Do you identify with your anxiety or with the sensations of your anxiety. I had a client tell me that she chose me because we had so much in common. When I enquired about childhood, nationality, or another common experience, she replied that the similarities had to do with anxiety symptoms.
Many anxiety clients identify with the sensations at such a deep level that the sensation itself becomes the primary symbolic representation of the self, we have what I would call a "semiotic confusion" - the signifier (the anxiety sensation) collapses into the signified (the self). This could indeed contribute to depersonalization, where one feels detached from oneself. When anxiety sensations become symbolically equivalent to the self, depersonalization may emerge as a protective mechanism - a way of creating distance when cognitive differentiation has failed (separating yourself from your sensations). The individual may be caught in what Piaget would term "centration" - an inability to decentre from the immediate, overwhelming sensory experience. They cannot step back and take multiple perspectives on their own experience.
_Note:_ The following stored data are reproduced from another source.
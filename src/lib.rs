//! Query Hub Library
//!
//! Vendor-agnostic query execution and schema discovery for MySQL,
//! PostgreSQL, SQL Server and Oracle. [`hub::QueryHub`] is the entry point.
//! The interactive binary is in src/main.rs.

pub mod cli;
pub mod config;
pub mod database;
pub mod error;
pub mod hub;
pub mod query;
pub mod storage;

pub use error::{QueryHubError, Result};
pub use hub::{QueryHub, QueryHubBuilder, QueryRequest};
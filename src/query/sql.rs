//! SQL rewriting
//!
//! Named-parameter substitution and row-limit injection. Both are textual:
//! the statement that reaches the driver is plain SQL.

use crate::database::dialect::{DatabaseKind, LimitStyle};
use serde_json::{Map, Value};

/// Replace `:name` tokens with literal values.
///
/// Strings are single-quoted with embedded quotes doubled; numbers and
/// booleans are written as-is; arrays and objects become quoted JSON text; a
/// null or missing value becomes `NULL`. Tokens inside quoted literals or
/// quoted identifiers are left alone, as are `::` casts. Without any
/// parameters the text is returned unchanged.
pub fn apply_parameters(sql: &str, parameters: &Map<String, Value>) -> String {
    if parameters.is_empty() {
        return sql.to_string();
    }

    let chars: Vec<char> = sql.chars().collect();
    let mut out = String::with_capacity(sql.len());
    let mut quote: Option<char> = None;
    let mut i = 0;

    while i < chars.len() {
        let c = chars[i];

        if let Some(q) = quote {
            out.push(c);
            if c == q {
                quote = None;
            }
            i += 1;
            continue;
        }

        match c {
            '\'' | '"' => {
                quote = Some(c);
                out.push(c);
                i += 1;
            }
            ':' if chars.get(i + 1) == Some(&':') => {
                out.push_str("::");
                i += 2;
            }
            ':' if chars.get(i + 1).is_some_and(|n| n.is_alphabetic() || *n == '_') => {
                let start = i + 1;
                let mut end = start;
                while end < chars.len() && (chars[end].is_alphanumeric() || chars[end] == '_') {
                    end += 1;
                }
                let name: String = chars[start..end].iter().collect();
                out.push_str(&literal(parameters.get(&name)));
                i = end;
            }
            _ => {
                out.push(c);
                i += 1;
            }
        }
    }

    out
}

fn literal(value: Option<&Value>) -> String {
    match value {
        None | Some(Value::Null) => "NULL".to_string(),
        Some(Value::String(s)) => quote(s),
        Some(Value::Bool(b)) => b.to_string(),
        Some(Value::Number(n)) => n.to_string(),
        Some(other @ (Value::Array(_) | Value::Object(_))) => quote(&other.to_string()),
    }
}

fn quote(text: &str) -> String {
    format!("'{}'", text.replace('\'', "''"))
}

/// Append `LIMIT n` unless the statement already mentions `LIMIT`.
///
/// A single trailing `;` is dropped before appending. When a `LIMIT` is
/// already present the original text is returned untouched.
pub fn apply_limit(sql: &str, limit: u64) -> String {
    let trimmed = strip_terminator(sql);
    if contains_keyword(trimmed, "LIMIT") {
        return sql.to_string();
    }
    format!("{} LIMIT {}", trimmed, limit)
}

/// Dialect-aware variant of [`apply_limit`].
///
/// Only statements that read rows (`SELECT`, `WITH`, `VALUES`, `TABLE` or a
/// parenthesized query) are rewritten. Mutations and DDL pass through as-is,
/// since a trailing `LIMIT` or `FETCH FIRST` is a syntax error on them for
/// PostgreSQL and Oracle; the executor's row cap still applies.
pub fn apply_row_limit(kind: DatabaseKind, sql: &str, limit: u64) -> String {
    if !reads_rows(sql) {
        return sql.to_string();
    }
    match kind.limit_style() {
        LimitStyle::Limit => apply_limit(sql, limit),
        LimitStyle::FetchFirst => {
            let trimmed = strip_terminator(sql);
            if contains_keyword(trimmed, "LIMIT") || contains_keyword(trimmed, "FETCH") {
                return sql.to_string();
            }
            format!("{} FETCH FIRST {} ROWS ONLY", trimmed, limit)
        }
        LimitStyle::RowCapOnly => sql.to_string(),
    }
}

fn reads_rows(sql: &str) -> bool {
    let trimmed = sql.trim_start();
    if trimmed.starts_with('(') {
        return true;
    }
    let first = trimmed
        .split(|c: char| !(c.is_alphanumeric() || c == '_'))
        .next()
        .unwrap_or_default();
    ["SELECT", "WITH", "VALUES", "TABLE"]
        .iter()
        .any(|keyword| first.eq_ignore_ascii_case(keyword))
}

fn strip_terminator(sql: &str) -> &str {
    let trimmed = sql.trim();
    match trimmed.strip_suffix(';') {
        Some(rest) => rest.trim_end(),
        None => trimmed,
    }
}

/// Case-insensitive whole-word search
fn contains_keyword(sql: &str, keyword: &str) -> bool {
    sql.split(|c: char| !(c.is_alphanumeric() || c == '_'))
        .any(|word| word.eq_ignore_ascii_case(keyword))
}

#[cfg(test)]
mod tests {
    use super::*;
    use serde_json::json;

    fn params(value: Value) -> Map<String, Value> {
        value.as_object().cloned().unwrap_or_default()
    }

    #[test]
    fn test_string_parameter_quotes_are_doubled() {
        let sql = apply_parameters("SELECT * FROM t WHERE name = :n", &params(json!({"n": "O'Brien"})));
        assert_eq!(sql, "SELECT * FROM t WHERE name = 'O''Brien'");
    }

    #[test]
    fn test_null_and_missing_parameters() {
        let sql = apply_parameters(
            "UPDATE t SET a = :a, b = :b WHERE id = :id",
            &params(json!({"a": null, "id": 7})),
        );
        assert_eq!(sql, "UPDATE t SET a = NULL, b = NULL WHERE id = 7");
    }

    #[test]
    fn test_typed_parameters() {
        let sql = apply_parameters(
            "SELECT :flag, :ratio, :tags",
            &params(json!({"flag": true, "ratio": 0.5, "tags": ["a", "b's"]})),
        );
        assert_eq!(sql, r#"SELECT true, 0.5, '["a","b''s"]'"#);
    }

    #[test]
    fn test_tokens_are_matched_whole() {
        let sql = apply_parameters(
            "SELECT :id, :id_2 FROM t",
            &params(json!({"id": 1, "id_2": 2})),
        );
        assert_eq!(sql, "SELECT 1, 2 FROM t");
    }

    #[test]
    fn test_quoted_text_and_casts_are_untouched() {
        let sql = apply_parameters(
            "SELECT ':n', \"col:n\", x::text FROM t WHERE a = :n",
            &params(json!({"n": 3})),
        );
        assert_eq!(sql, "SELECT ':n', \"col:n\", x::text FROM t WHERE a = 3");
    }

    #[test]
    fn test_no_parameters_leaves_sql_unchanged() {
        let sql = "SELECT * FROM t WHERE a = :missing";
        assert_eq!(apply_parameters(sql, &Map::new()), sql);
    }

    #[test]
    fn test_apply_limit() {
        assert_eq!(apply_limit("SELECT * FROM t", 50), "SELECT * FROM t LIMIT 50");
        assert_eq!(apply_limit("SELECT * FROM t LIMIT 10", 50), "SELECT * FROM t LIMIT 10");
        assert_eq!(apply_limit("  SELECT * FROM t;  ", 5), "SELECT * FROM t LIMIT 5");
        assert_eq!(apply_limit("select * from t limit 3;", 5), "select * from t limit 3;");
    }

    #[test]
    fn test_limit_keyword_must_be_a_word() {
        assert_eq!(
            apply_limit("SELECT speed_limit FROM roads", 10),
            "SELECT speed_limit FROM roads LIMIT 10"
        );
    }

    #[test]
    fn test_dialect_row_limit() {
        assert_eq!(
            apply_row_limit(DatabaseKind::PostgreSql, "SELECT 1", 10),
            "SELECT 1 LIMIT 10"
        );
        assert_eq!(
            apply_row_limit(DatabaseKind::Oracle, "SELECT * FROM t;", 10),
            "SELECT * FROM t FETCH FIRST 10 ROWS ONLY"
        );
        assert_eq!(
            apply_row_limit(DatabaseKind::Oracle, "SELECT * FROM t FETCH FIRST 2 ROWS ONLY", 10),
            "SELECT * FROM t FETCH FIRST 2 ROWS ONLY"
        );
        assert_eq!(
            apply_row_limit(DatabaseKind::SqlServer, "SELECT * FROM t", 10),
            "SELECT * FROM t"
        );
    }

    #[test]
    fn test_mutations_are_not_limited() {
        for kind in [DatabaseKind::PostgreSql, DatabaseKind::MySql, DatabaseKind::Oracle] {
            assert_eq!(
                apply_row_limit(kind, "UPDATE t SET a = 1;", 10),
                "UPDATE t SET a = 1;"
            );
            assert_eq!(apply_row_limit(kind, "delete from t", 10), "delete from t");
        }
        assert_eq!(
            apply_row_limit(DatabaseKind::PostgreSql, "  with x AS (SELECT 1) SELECT * FROM x", 5),
            "with x AS (SELECT 1) SELECT * FROM x LIMIT 5"
        );
        assert_eq!(
            apply_row_limit(DatabaseKind::MySql, "(SELECT 1) UNION (SELECT 2)", 5),
            "(SELECT 1) UNION (SELECT 2) LIMIT 5"
        );
    }
}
Depersonalization involves a disturbance in the object permanence of the self - the individual loses the sense of the self as a continuous, stable object (Hunter et al., 2003; Sierra & Berrios, 1998).
That was psychologist-speak. In layman's terms, when you concentrate on your sensations, you feed into depersonalization and derealization. I hope that provides hope for people, as this means that you are not a slave to depersonalization and derealization. Use the techniques I provided in my Three Elements of Stage One Anxiety video to break free.
Would this be an interesting topic for my next video?